Asian Cities - Late 19th- and early 20th-century maps

Asian Cities Maps

Late 19th- and early 20th-century sheet maps of Asian (or partly Asian) cities that are held at the University of Chicago Library's Map Collection.

Several of the cities portrayed in these maps are now among the world's largest, but they were all much smaller places during the years when the maps were compiled. The largest--late Qing Beijing and early 20th-century Calcutta--each had more than a million inhabitants, but they were nothing like the sprawling "megacities" of today. The cities couldn't sprawl, since most of their inhabitants got about largely on foot. Surface rail transit was initiated in many of the cities before the end of the 19th century, but it was nowhere as extensive as in major Western cities of the same period. As a result, population density in the largest of these cities was extraordinarily high.

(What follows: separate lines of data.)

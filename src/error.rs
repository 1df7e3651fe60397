//! Terminal errors for connection establishment.

use thiserror::Error;

/// Errors that abort connection establishment.
///
/// Malformed or unexpected datagrams never surface here: the engine drops
/// them and carries on. Every variant below is terminal, and the shared UDP
/// socket is closed before the error reaches the caller.
#[derive(Debug, Error)]
pub enum Error {
    /// OS-level socket failure (bind, read or write).
    #[error("socket failure: {0}")]
    Socket(#[from] std::io::Error),

    /// Gathering was started on a loopback-bound socket.
    #[error("connecting over loopback not supported")]
    LoopbackNotSupported,

    /// The exchange function failed or returned an unparseable candidate blob.
    #[error("candidate exchange failed: {0}")]
    Exchange(String),

    /// The peer nominated a path this side never verified.
    #[error("peer nominated an unverified path")]
    BadUseCandidate,

    /// No candidate pair produced a reachability proof in time.
    #[error("no feasible path to peer")]
    NoFeasiblePath,

    /// A path was nominated but the confirmation round-trip never finished.
    #[error("path nomination not confirmed before deadline")]
    ConfirmationLost,
}

#[cfg(test)]
mod tests {
    use super::*;

    #[test]
    fn display_is_stable() {
        assert_eq!(
            Error::LoopbackNotSupported.to_string(),
            "connecting over loopback not supported"
        );
        assert_eq!(Error::NoFeasiblePath.to_string(), "no feasible path to peer");
    }

    #[test]
    fn io_errors_convert() {
        let io = std::io::Error::new(std::io::ErrorKind::AddrInUse, "bind");
        let err: Error = io.into();
        assert!(matches!(err, Error::Socket(_)));
    }
}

The cities can be classed roughly into several types. Some were still quite traditional. Their morphology followed either the East Asian tradition of religiously sanctioned cardinality (example: Beijing) or the Middle Eastern one in which hardly anything but mosque alignment was centrally planned (example: Aleppo). The geography of other cities (like Bombay and Jakarta) was essentially that of the "colonial city," whose physical structure could be said to have been determined by the (sometimes contradictory) goals of efficiency, security, ethnic separation, and the comfort of the ruling class. Still other cities--Delhi and Hanoi--were older places of a traditional type with important colonial additions. No claim can be made that there ever was such a thing as an "Asian city."